We asked some of the artists who donated their work to describe their style and explain where they get their inspiration.
Bob Hambly, “Orange Slide”
I’m always looking to photograph the unexceptional. With the right framing and composition, I want to encourage the viewer to take a second look. Maybe there’s more there than meets the eye.
The geometric shapes in this rural playground, and how they interact with one another, seem more significant than the actual objects themselves. Rigid, metal structures in a welcoming, verdant setting.
The angle of the slide in the foreground echoes the trees in behind. What makes a playground? The equipment or the location?
Jack Neary, “Stadium”
I took up walking and photography as a hobby while I was living and working in New York.
I walk with my eyes, always scanning for the unusual juxtaposition, an arresting composition, the happy accident.

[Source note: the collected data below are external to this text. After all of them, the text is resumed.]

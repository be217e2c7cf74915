use crate::domain::{
    decide_outcome, decode_notification, ProcessingResult, SmsNotificationHandler,
};
use common::nats::{ConsumeRequest, Outcome};
use futures::future::BoxFuture;
use std::sync::Arc;
use std::task::{Context, Poll};
use tower::Service;
use tracing::{debug, warn};

/// Tower service for processing individual SMS notification messages.
///
/// This service:
/// 1. Decodes the JSON body into an SmsNotificationRequested
/// 2. Delegates to the SmsNotificationHandler
/// 3. Maps the result to an Outcome through `decide_outcome`
///
/// It never fails; every per-message problem becomes an outcome.
#[derive(Clone)]
pub struct SmsNotificationService {
    handler: Arc<dyn SmsNotificationHandler>,
}

impl SmsNotificationService {
    pub fn new(handler: Arc<dyn SmsNotificationHandler>) -> Self {
        Self { handler }
    }
}

async fn process(handler: &dyn SmsNotificationHandler, req: &ConsumeRequest) -> ProcessingResult {
    let notification = match decode_notification(&req.payload) {
        Ok(notification) => notification,
        Err(e) => {
            warn!(
                message_id = %req.message_id,
                error = %e,
                "failed to decode SMS notification"
            );
            return e.into();
        }
    };

    let venue_id = notification.venue_id;
    debug!(
        message_id = %req.message_id,
        venue_id,
        delivery_count = req.delivery_count,
        "processing SMS notification"
    );

    match handler.handle(notification, req.cancellation.clone()).await {
        Ok(()) => ProcessingResult::HandlerSucceeded,
        Err(e) => {
            warn!(
                message_id = %req.message_id,
                venue_id,
                error = %e,
                "SMS notification handler failed"
            );
            ProcessingResult::HandlerFailed(e)
        }
    }
}

impl Service<ConsumeRequest> for SmsNotificationService {
    type Response = Outcome;
    type Error = anyhow::Error;
    type Future = BoxFuture<'static, Result<Self::Response, Self::Error>>;

    fn poll_ready(&mut self, _cx: &mut Context<'_>) -> Poll<Result<(), Self::Error>> {
        Poll::Ready(Ok(()))
    }

    fn call(&mut self, req: ConsumeRequest) -> Self::Future {
        let handler = Arc::clone(&self.handler);

        Box::pin(async move {
            let result = process(handler.as_ref(), &req).await;
            Ok(decide_outcome(&result))
        })
    }
}
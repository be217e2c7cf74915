use crate::domain::NotificationError;
use serde::{Deserialize, Serialize};

/// Request to send an SMS on behalf of a venue.
///
/// Field names follow the publisher's PascalCase contract; camelCase is
/// accepted as well and unknown fields are ignored.
#[derive(Debug, Clone, PartialEq, Eq, Serialize, Deserialize)]
#[serde(rename_all = "PascalCase")]
pub struct SmsNotificationRequested {
    #[serde(alias = "venueId")]
    pub venue_id: i32,
    /// Expected to carry a leading country code, e.g. "15555555555"
    #[serde(alias = "receiverPhone")]
    pub receiver_phone: String,
    #[serde(alias = "message")]
    pub message: String,
}

/// Decode a message body into a notification.
///
/// JSON `null` and blank bodies decode to nothing and are reported as
/// [`NotificationError::NullPayload`].
pub fn decode_notification(body: &[u8]) -> Result<SmsNotificationRequested, NotificationError> {
    if body.iter().all(u8::is_ascii_whitespace) {
        return Err(NotificationError::NullPayload);
    }

    let notification: Option<SmsNotificationRequested> = serde_json::from_slice(body)?;
    notification.ok_or(NotificationError::NullPayload)
}

#[cfg(test)]
mod tests {
    use super::*;

    #[test]
    fn test_decode_pascal_case() {
        let body = br#"{"VenueId":1,"ReceiverPhone":"15555555555","Message":"Order confirmed"}"#;
        let notification = decode_notification(body).unwrap();

        assert_eq!(
            notification,
            SmsNotificationRequested {
                venue_id: 1,
                receiver_phone: "15555555555".to_string(),
                message: "Order confirmed".to_string(),
            }
        );
    }

    #[test]
    fn test_decode_camel_case_and_unknown_fields() {
        let body = br#"{"venueId":7,"receiverPhone":"4915112345678","message":"hi","Extra":true}"#;
        let notification = decode_notification(body).unwrap();

        assert_eq!(notification.venue_id, 7);
        assert_eq!(notification.receiver_phone, "4915112345678");
    }

    #[test]
    fn test_decode_null_is_null_payload() {
        assert!(matches!(
            decode_notification(b"null"),
            Err(NotificationError::NullPayload)
        ));
        assert!(matches!(
            decode_notification(b" null \n"),
            Err(NotificationError::NullPayload)
        ));
    }

    #[test]
    fn test_decode_blank_body_is_null_payload() {
        assert!(matches!(
            decode_notification(b""),
            Err(NotificationError::NullPayload)
        ));
        assert!(matches!(
            decode_notification(b"  \r\n"),
            Err(NotificationError::NullPayload)
        ));
    }

    #[test]
    fn test_decode_rejects_invalid_json() {
        let err = decode_notification(b"not-json").unwrap_err();
        assert!(matches!(err, NotificationError::Decode(_)));
    }

    #[test]
    fn test_decode_rejects_missing_field() {
        let err = decode_notification(br#"{"VenueId":1,"Message":"x"}"#).unwrap_err();
        assert!(err.to_string().contains("ReceiverPhone"));
    }

    #[test]
    fn test_decode_rejects_wrong_types() {
        assert!(matches!(
            decode_notification(br#"{"VenueId":"one","ReceiverPhone":"1","Message":"x"}"#),
            Err(NotificationError::Decode(_))
        ));
        assert!(matches!(
            decode_notification(br#"{"VenueId":4294967296,"ReceiverPhone":"1","Message":"x"}"#),
            Err(NotificationError::Decode(_))
        ));
        assert!(matches!(
            decode_notification(b"[1,2,3]"),
            Err(NotificationError::Decode(_))
        ));
    }
}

I hope my images chronicle in some way daily life, but in ways others fail to see. This scene, caught at the famous old bull ring at Ronda, Andalucia, reminds me of a de Chirico painting.
Sandra Kennedy, “Mustard Fields”
I retired this year from marketing communications. Over the years I realized how lucky I was to work in this industry; I appreciate the support and mentoring that I received from my clients, colleagues and employers.

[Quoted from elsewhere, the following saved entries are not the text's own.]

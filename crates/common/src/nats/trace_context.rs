use async_nats::HeaderMap;
use opentelemetry::{
    global,
    propagation::{Extractor, Injector},
    Context,
};
use tracing_opentelemetry::OpenTelemetrySpanExt;

/// W3C Trace Context header names
const TRACEPARENT: &str = "traceparent";
const TRACESTATE: &str = "tracestate";

struct NatsHeaderInjector<'a>(&'a mut HeaderMap);

impl Injector for NatsHeaderInjector<'_> {
    fn set(&mut self, key: &str, value: String) {
        self.0.insert(key, value.as_str());
    }
}

struct NatsHeaderExtractor<'a>(&'a HeaderMap);

impl Extractor for NatsHeaderExtractor<'_> {
    fn get(&self, key: &str) -> Option<&str> {
        self.0.get(key).map(|v| v.as_str())
    }

    fn keys(&self) -> Vec<&str> {
        [TRACEPARENT, TRACESTATE]
            .into_iter()
            .filter(|key| self.0.get(*key).is_some())
            .collect()
    }
}

/// Inject the current span's trace context into outgoing NATS headers.
pub fn inject_trace_context(headers: &mut HeaderMap) {
    global::get_text_map_propagator(|propagator| {
        let ctx = tracing::Span::current().context();
        propagator.inject_context(&ctx, &mut NatsHeaderInjector(headers));
    });
}

/// Extract the publisher's trace context from incoming NATS headers.
pub fn extract_trace_context(headers: &HeaderMap) -> Context {
    global::get_text_map_propagator(|propagator| propagator.extract(&NatsHeaderExtractor(headers)))
}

Not everyone is lucky enough to have had that support. To simply donate a painting to nabs is a way of showing support to others in our industry.

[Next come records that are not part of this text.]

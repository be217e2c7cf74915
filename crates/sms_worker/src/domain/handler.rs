use crate::domain::{HandlerError, SmsNotificationRequested};
use async_trait::async_trait;
use tokio_util::sync::CancellationToken;
use tracing::info;

/// Business capability invoked once per decoded notification.
///
/// Implementations report success or failure only; broker outcomes are
/// decided by the consumer. With a concurrency above 1 the handler is
/// called from several tasks at once.
#[cfg_attr(any(test, feature = "testing"), mockall::automock)]
#[async_trait]
pub trait SmsNotificationHandler: Send + Sync {
    async fn handle(
        &self,
        notification: SmsNotificationRequested,
        cancellation: CancellationToken,
    ) -> Result<(), HandlerError>;
}

/// Placeholder handler that records the request and succeeds
#[derive(Debug, Clone, Default)]
pub struct LoggingSmsNotificationHandler;

impl LoggingSmsNotificationHandler {
    pub fn new() -> Self {
        Self
    }
}

#[async_trait]
impl SmsNotificationHandler for LoggingSmsNotificationHandler {
    async fn handle(
        &self,
        notification: SmsNotificationRequested,
        cancellation: CancellationToken,
    ) -> Result<(), HandlerError> {
        if cancellation.is_cancelled() {
            return Err(HandlerError::Cancelled);
        }

        info!(
            venue_id = notification.venue_id,
            message_length = notification.message.len(),
            "handling SMS notification for venue {}",
            notification.venue_id
        );
        Ok(())
    }
}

Sure, I’ve had the good fortune to travel many places for work and for pleasure, but Ontario is a fantastic province and one can’t help but think of watching the seasons pass, with images of grape vines starting to grow, the hills changing from brown to green, mustard and wheat fields passing you by as you pass by in your car. In an abstract way of course!
I grew up enjoying drawing as a child. The feeling of pen in hand and how movements large or small translated into various effects on paper. I would draw anything from my surroundings: an object on a shelf, the family pet, a book, to literally the kitchen sink—anything.
As I studied art in school I enjoyed the impressionist works and their documentation of their surroundings and how things change with light. I dabbled in various mediums, but always found my way back to pen and ink. I love the contrast of light and dark that is achieved with various pen strokes applied over one another. How they build and eventually form shape through black and white.
I studied in London, surrounded by old historic homes with their grand architecture. I began to draw these surroundings, admiring their detail and beauty. The pen lines really capture the variety of elements of the home and the fluidity of its surrounding vegetation.
To this day I continue to admire old architecture whether big or small, preserved or dilapidated, and continue to snap reference shots of homes around town or on my travels. This is how this latest image came to be. Bayfield is a quaint town west of Toronto with beautiful old homes. This one spoke to me with its simple, almost symmetrical design perfectly framed by its foliage.
I’ve worked as an art director in the advertising community for many years. Fortunately, my job challenges my creative side, and even though my job is of a digital nature, as often as possible, I will apply pen to paper. You’ll always see me with my black sketchbook handy, usually conceptualizing or drawing layouts, but seldom fine art during the day. When the work hours aren’t crazy, I enjoy getting back to the basics and drawing old homes in my personal time. I do it as gifts, as commissions and often just for myself. In the case of nabs, I do it for my fellow ad friends. Mostly friends I probably haven’t ever met, but friends through the common ground of advertising—friends in need. This is a small way of me giving back. I hope it helps.
Caitlin Neve, “Social City”
I donated to nabs because it is important now more than ever. Our industry has been hit hard by the global pandemic, resulting in job loss. Raising funds to support those effected is critical, but I also believe in the sense of community that nabs brings together.
My art draws inspiration from working in advertising by expressing my frustrations to provoke critical thought on media’s impact on our collective culture and individual psychology.
My artwork is created by recycling magazines and newspapers, deconstructing the representations of consumerism, recreated into rebellious collages to empower viewers to find their own personal meaning.